Economic Survey 2024-25: China’s manufacturing dominance nears 45% of global output, poses long-term strategic challenges for India
The Survey noted that China’s control over the global distribution of critical minerals and other economic resources raises concerns about long-term dependencies.
“China has gained a strategic advantage by leveraging its competitiveness and economic policies to access and control key resources, now recognised as critical for global supply chains. In 2000, the US and its allies in Asia, Europe, and Latin America accounted for the overwhelming majority of global industrial production, with China contributing just 6%. But as per UNIDO projection, China will account for 45% of all global manufacturing, single-handedly matching or outpacing the US and its allies,” the Survey stated.

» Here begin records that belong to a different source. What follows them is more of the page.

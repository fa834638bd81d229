//! Server Configuration
//!
//! All settings come from environment variables, each with a default:
//! - SERVER_NAME: Name of the server (default: "server")
//! - SERVER_VERSION: Version string (default: the crate version)
//! - MCP_TRANSPORT_MODE: "stdio", "http", or "both" (default: "http")
//! - HOST: Bind address for HTTP mode (default: "0.0.0.0")
//! - PORT: Port number for HTTP mode (default: 8000)
//! - WORKER_THREADS: HTTP worker count (default: CPU count, capped at 16)
//! - RNG_SEED: Seed for the random source (default: OS entropy)

use std::str::FromStr;
use thiserror::Error;

#[derive(Debug, Error, PartialEq, Eq)]
pub enum ConfigError {
    #[error("invalid transport mode '{0}', must be 'stdio', 'http', or 'both'")]
    TransportMode(String),

    #[error("invalid value '{value}' for {key}")]
    InvalidValue { key: &'static str, value: String },
}

/// Which transports the server runs.
#[derive(Debug, Clone, Copy, PartialEq, Eq)]
pub enum TransportMode {
    /// Line-delimited JSON-RPC on stdin/stdout
    Stdio,
    /// JSON-RPC over HTTP POST
    Http,
    /// STDIO in a background task, HTTP in the foreground
    Both,
}

impl FromStr for TransportMode {
    type Err = ConfigError;

    fn from_str(s: &str) -> Result<Self, Self::Err> {
        match s.trim().to_ascii_lowercase().as_str() {
            "stdio" => Ok(TransportMode::Stdio),
            "http" => Ok(TransportMode::Http),
            "both" => Ok(TransportMode::Both),
            _ => Err(ConfigError::TransportMode(s.to_string())),
        }
    }
}

#[derive(Debug, Clone, PartialEq, Eq)]
pub struct ServerConfig {
    pub name: String,
    pub version: String,
    pub transport: TransportMode,
    pub host: String,
    pub port: u16,
    pub workers: usize,
    pub rng_seed: Option<u64>,
}

impl ServerConfig {
    /// Load configuration from the process environment.
    pub fn from_env() -> Result<Self, ConfigError> {
        Self::from_lookup(|key| std::env::var(key).ok())
    }

    /// Load configuration through an arbitrary variable lookup.
    pub fn from_lookup(lookup: impl Fn(&str) -> Option<String>) -> Result<Self, ConfigError> {
        let var = |key: &str, default: &str| lookup(key).unwrap_or_else(|| default.to_string());

        let transport = match lookup("MCP_TRANSPORT_MODE") {
            Some(mode) => mode.parse()?,
            None => TransportMode::Http,
        };

        Ok(Self {
            name: var("SERVER_NAME", "server"),
            version: var("SERVER_VERSION", env!("CARGO_PKG_VERSION")),
            transport,
            host: var("HOST", "0.0.0.0"),
            port: parse_var(&lookup, "PORT")?.unwrap_or(8000),
            workers: parse_var(&lookup, "WORKER_THREADS")?
                .filter(|&n| n > 0)
                .unwrap_or_else(|| num_cpus::get().clamp(1, 16)),
            rng_seed: parse_var(&lookup, "RNG_SEED")?,
        })
    }

    pub fn bind_addr(&self) -> String {
        format!("{}:{}", self.host, self.port)
    }
}

fn parse_var<T: FromStr>(
    lookup: &impl Fn(&str) -> Option<String>,
    key: &'static str,
) -> Result<Option<T>, ConfigError> {
    lookup(key)
        .map(|value| {
            value
                .trim()
                .parse()
                .map_err(|_| ConfigError::InvalidValue { key, value })
        })
        .transpose()
}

According to the Survey, such a high level of manufacturing dominance by a single country has been seen only twice before in world history; first, by the UK at the start of the Industrial Revolution; and second, by the US, just after World War II. It further noted that in an extended “war of production,” there is no guarantee that the entire world, united, could defeat China alone.
The report further highlighted that China’s manufacturing dominance is evident in industries, such as automobiles (especially electric vehicles), mining and refining of critical minerals (Copper, Lithium, Nickel, Cobalt, Graphite), and clean energy equipment. The rise of Chinese automakers has disrupted long-standing incumbents in economies like Germany and Japan.
Additionally, the Economic Survey warned that China’s growing control over key economic resources creates long-term strategic dependencies, challenging major economies like Germany and Japan while reshaping global supply chains.